Some Aboriginal people who still have their language often refer to alcohol by this sweet food group term.

| Arrernte Name | English name | Details |
|---|---|---|
| Ngkwarle athenge arlperle | Ironwood (Acacia estrophiolata) tree gum | Ironwood gum is broken off tree branches. It can be red or clear. It runs down the tree to the ground in long beads. It is snapped off and mixed in some water and left to set. It is then scooped up with a little stick and eaten. |
| Ngkwarle alkerampwe | Mulga (Acacia aneura) tree gum | Gum can be found sitting in small blobs in a row on branches. Some bits are clear and some red.

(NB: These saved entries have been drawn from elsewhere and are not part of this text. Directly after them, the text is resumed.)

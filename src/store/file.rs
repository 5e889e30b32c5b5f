// Copyright (c) 2024-2025 Jesse Morgan / Morgan Forge
// SPDX-License-Identifier: AGPL-3.0-or-later

//! File-backed auth record.
//!
//! The record is a flat JSON object of string values in `state.json`.
//! Access is coordinated through a sibling `state.lock` file: readers take a
//! shared lock, writers take an exclusive lock and replace the record with a
//! temp file + atomic rename while still holding it.

use std::collections::BTreeMap;
use std::fs::{self, File, OpenOptions};
use std::io::Write;
use std::path::{Path, PathBuf};
use std::thread;
use std::time::{Duration, Instant};

use fs2::FileExt;

use super::KeyValueStore;
use crate::errors::StoreError;

/// Default timeout for acquiring file locks
const LOCK_TIMEOUT: Duration = Duration::from_secs(5);

/// Retry interval when waiting for lock acquisition
const LOCK_RETRY_INTERVAL: Duration = Duration::from_millis(50);

const STATE_FILE: &str = "state.json";

type Record = BTreeMap<String, String>;

/// JSON file store rooted at a state directory.
#[derive(Debug, Clone)]
pub struct FileStore {
    path: PathBuf,
    lock_timeout: Duration,
}

impl FileStore {
    /// Store `state.json` inside `dir`. The directory is created on first write.
    pub fn new(dir: impl AsRef<Path>) -> Self {
        Self {
            path: dir.as_ref().join(STATE_FILE),
            lock_timeout: LOCK_TIMEOUT,
        }
    }

    pub fn with_lock_timeout(mut self, timeout: Duration) -> Self {
        self.lock_timeout = timeout;
        self
    }

    pub fn path(&self) -> &Path {
        &self.path
    }

    fn lock_path(&self) -> PathBuf {
        self.path.with_extension("lock")
    }

    fn open_lock_file(&self) -> Result<File, StoreError> {
        let lock_path = self.lock_path();
        if let Some(parent) = lock_path.parent() {
            fs::create_dir_all(parent)?;
        }
        let file = OpenOptions::new()
            .read(true)
            .write(true)
            .create(true)
            .truncate(false)
            .open(&lock_path)?;
        Ok(file)
    }

    /// Retry a non-blocking lock until it succeeds or the timeout expires.
    fn acquire_with_timeout(
        file: &File,
        timeout: Duration,
        try_lock: fn(&File) -> std::io::Result<()>,
    ) -> Result<(), StoreError> {
        let start = Instant::now();
        loop {
            match try_lock(file) {
                Ok(()) => return Ok(()),
                Err(e) if e.kind() == fs2::lock_contended_error().kind() => {
                    if start.elapsed() >= timeout {
                        return Err(StoreError::LockTimeout(timeout));
                    }
                    thread::sleep(LOCK_RETRY_INTERVAL);
                }
                Err(e) => return Err(StoreError::Io(e)),
            }
        }
    }

    fn lock_shared(&self) -> Result<File, StoreError> {
        let file = self.open_lock_file()?;
        Self::acquire_with_timeout(&file, self.lock_timeout, |f| FileExt::try_lock_shared(f))?;
        Ok(file)
    }

    pub(crate) fn lock_exclusive(&self) -> Result<File, StoreError> {
        let file = self.open_lock_file()?;
        Self::acquire_with_timeout(&file, self.lock_timeout, |f| FileExt::try_lock_exclusive(f))?;
        Ok(file)
    }

    /// Read the record. Caller holds a lock.
    fn read_record(&self) -> Result<Record, StoreError> {
        if !self.path.exists() {
            return Ok(Record::new());
        }
        let content = fs::read_to_string(&self.path)?;
        if content.trim().is_empty() {
            return Ok(Record::new());
        }
        Ok(serde_json::from_str(&content)?)
    }

    /// Read the record for modification. A corrupt record is discarded so a
    /// write (typically logout) can bring the store back to a usable state.
    /// The flag is `true` when that happened.
    fn read_record_for_update(&self) -> Result<(Record, bool), StoreError> {
        match self.read_record() {
            Ok(record) => Ok((record, false)),
            Err(StoreError::Corrupt(e)) => {
                tracing::warn!(
                    target: "store::file",
                    event = "STATE_FILE_CORRUPT",
                    path = %self.path.display(),
                    error = %e,
                    "Auth state file is corrupt; rebuilding it from empty"
                );
                Ok((Record::new(), true))
            }
            Err(e) => Err(e),
        }
    }

    /// Replace the record. Caller holds the exclusive lock.
    fn write_record(&self, record: &Record) -> Result<(), StoreError> {
        if let Some(parent) = self.path.parent() {
            fs::create_dir_all(parent)?;
        }

        let temp_path = self.path.with_extension("tmp");
        let content = serde_json::to_string_pretty(record)?;

        {
            let mut temp_file = OpenOptions::new()
                .write(true)
                .create(true)
                .truncate(true)
                .open(&temp_path)?;
            temp_file.write_all(content.as_bytes())?;
            temp_file.sync_all()?;
        }

        fs::rename(&temp_path, &self.path)?;
        Ok(())
    }

    fn update(&self, apply: impl FnOnce(&mut Record) -> bool) -> Result<(), StoreError> {
        let _lock_guard = self.lock_exclusive()?;
        let (mut record, rebuilt) = self.read_record_for_update()?;
        if apply(&mut record) || rebuilt {
            self.write_record(&record)?;
        }
        Ok(())
    }
}

impl KeyValueStore for FileStore {
    fn get(&self, key: &str) -> Result<Option<String>, StoreError> {
        if !self.path.exists() {
            return Ok(None);
        }
        let _lock_guard = self.lock_shared()?;
        let mut record = self.read_record()?;
        Ok(record.remove(key))
    }

    fn set(&self, key: &str, value: &str) -> Result<(), StoreError> {
        self.update(|record| {
            record.insert(key.to_string(), value.to_string());
            true
        })
    }

    fn remove(&self, key: &str) -> Result<(), StoreError> {
        if !self.path.exists() {
            return Ok(());
        }
        self.update(|record| record.remove(key).is_some())
    }
}

#[cfg(test)]
mod tests {
    use super::*;
    use crate::store::keys;
    use tempfile::TempDir;

    #[test]
    fn test_get_on_missing_file_is_none() {
        let dir = TempDir::new().expect("Failed to create temp dir");
        let store = FileStore::new(dir.path());

        assert_eq!(store.get(keys::SESSION_TOKEN).unwrap(), None);
        assert!(store.remove(keys::SESSION_TOKEN).is_ok());
        assert!(!store.path().exists());
    }

    #[test]
    fn test_values_survive_a_new_handle() {
        let dir = TempDir::new().expect("Failed to create temp dir");
        FileStore::new(dir.path())
            .set(keys::LOGIN_ATTEMPTS, "2")
            .unwrap();

        let reopened = FileStore::new(dir.path());
        assert_eq!(reopened.get(keys::LOGIN_ATTEMPTS).unwrap().as_deref(), Some("2"));
    }

    #[test]
    fn test_remove_leaves_other_keys() {
        let dir = TempDir::new().expect("Failed to create temp dir");
        let store = FileStore::new(dir.path());
        store.set(keys::SESSION_TOKEN, "tok").unwrap();
        store.set(keys::SESSION_EXPIRES, "2030-01-01T00:00:00.000Z").unwrap();
        store.set(keys::LOGIN_ATTEMPTS, "1").unwrap();

        store.remove(keys::SESSION_TOKEN).unwrap();
        store.remove(keys::SESSION_EXPIRES).unwrap();

        assert_eq!(store.get(keys::SESSION_TOKEN).unwrap(), None);
        assert_eq!(store.get(keys::LOGIN_ATTEMPTS).unwrap().as_deref(), Some("1"));
        assert!(!store.path().with_extension("tmp").exists());
    }

    #[test]
    fn test_corrupt_file_fails_reads_but_heals_on_write() {
        let dir = TempDir::new().expect("Failed to create temp dir");
        let store = FileStore::new(dir.path());
        fs::write(store.path(), "{ not json").unwrap();

        assert!(matches!(
            store.get(keys::SESSION_TOKEN),
            Err(StoreError::Corrupt(_))
        ));

        store.remove(keys::SESSION_TOKEN).unwrap();
        assert_eq!(store.get(keys::SESSION_TOKEN).unwrap(), None);

        store.set(keys::LOGIN_ATTEMPTS, "1").unwrap();
        assert_eq!(store.get(keys::LOGIN_ATTEMPTS).unwrap().as_deref(), Some("1"));
    }

    #[test]
    fn test_writer_times_out_while_lock_is_held() {
        let dir = TempDir::new().expect("Failed to create temp dir");
        let store = FileStore::new(dir.path()).with_lock_timeout(Duration::from_millis(100));
        store.set(keys::LOGIN_ATTEMPTS, "1").unwrap();

        let _held = store.lock_exclusive().expect("first exclusive lock");

        let result = store.set(keys::LOGIN_ATTEMPTS, "2");
        assert!(matches!(result, Err(StoreError::LockTimeout(_))));
    }

    #[test]
    fn test_readers_share_the_lock() {
        let dir = TempDir::new().expect("Failed to create temp dir");
        let store = FileStore::new(dir.path()).with_lock_timeout(Duration::from_millis(100));
        store.set(keys::SESSION_TOKEN, "tok").unwrap();

        let _reader = store.lock_shared().expect("first shared lock");
        assert_eq!(store.get(keys::SESSION_TOKEN).unwrap().as_deref(), Some("tok"));
    }
}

They are snapped off with a wooden skewer. Once quite a few are collected, they are given to the children as a treat. |
| Ngkwarle arlperrampwe | Whitewood (Atalaya hemiglauca) tree gum | Arlperrampwe is found on the trunk and branches of the whitewood in big globs. Some of it runs down the tree as its hanging there. It is collected and made into a lump and kneaded until soft, and is then eaten. |
| Ngkwarle atnyerampwe | Supplejack (Ventilago viminalis) tree gum | Gum is scraped off after it comes through the bark. It is twisted onto a stick. It is chewy like chewing gum. Only small amounts can be eaten without water or it induces headache. |
| Ngkwarle akikarre | Witchetty bush (Acacia kempeana) gum | When the flowers start to fall from the Witchetty bush, the gum comes through the bark and forms lumps, usually on the trunk. Some is red and some is clear. It is kneaded into a lump, sprinkling a bit of water on it. It can be placed on a little stick to make a lollipop. |
| Ngkwarle aperarnte | River red gum (Eucalyptus camaldulensis) honeydew | Aperarnte is the sweet sap that drips down or is extracted from the bark of the river red gum. It is retrieved from the bark or from the ground after it has dripped down. |
| Ngkwarle aperaltye | River red gum (Eucalyptus camaldulensis, Psylla eucalypti) leaf scale | Small, waxy white flakes of aperaltye are found on the leaves of the river red gum. Branches can be shaken so that it falls onto a sheet or bowl below, then swept up and packed into a ball for eating. |
| Ngkwarle alhelpe-arenye | Mallee (Eucalyptus) leaf scale | Scale is scraped off to be eaten. |
| Ngkwarle yerrampe | Honeyant (Melophorus camponotus) | The honeyant is found in the ground in mulga country. Its nest is slightly different from other ants' nests. The holes on the surface are smaller. Women dig down from the openings, following the shaft, scooping out the dirt. Honeyants are harvested from the side in the main part of the nest. They are dragged out with a little stick. They are not swallowed, but placed on the tongue and the abdomen is bitten and honey sucked from it. |
| Ngkwarle arwengalkere; Ngkwarle urltampe | Native bee honey, sugarbag | Sugarbag is found in tree hollows. A small 'nose' is found made of wax, protruding from the tree. This is chopped into to split it open. The head part is retrieved first, where the larvae are, then the honey. Honey is gathered in a coolamon or billycan to be eaten later. |
| Ngkwarle untyeyampe | Corkwood (Hakea suberea) flower nectar | When the yellow flowers hang down, corkwood flower nectar is ready to harvest. The nectar is shaken onto a hand and then the dark bits that fall there are licked off. Sometimes it can be placed in water and drunk. It can be used for this purpose when a person is sick. Everyone likes to collect this food. |
| Ngkwarle ntewale | Bloodwood (Eucalyptus opaca) flower nectar | Ntewale is the flower of the bloodwood tree. It has a pale nectar. Native bees make honey from these flowers. The flower is broken off and sucked, or nectar shaken onto the hand and the hand licked. When the flowers die off, the bush coconuts come. |

==Other sweet foods and drinks==
The practices of the Arrernte were widely practised by many other groups across Australia, however customs varied depending on where people lived. Other notable sweet foods include:

- Banksia: People placed the flower spike in a paperbark-lined hole filled with water to make a sweet drink.
- Grevillea: Nectar shaken and eaten, or mixed with water to make a sweet drink.
- Xanthorrhoea: Sweet drink from nectar by soaking in water.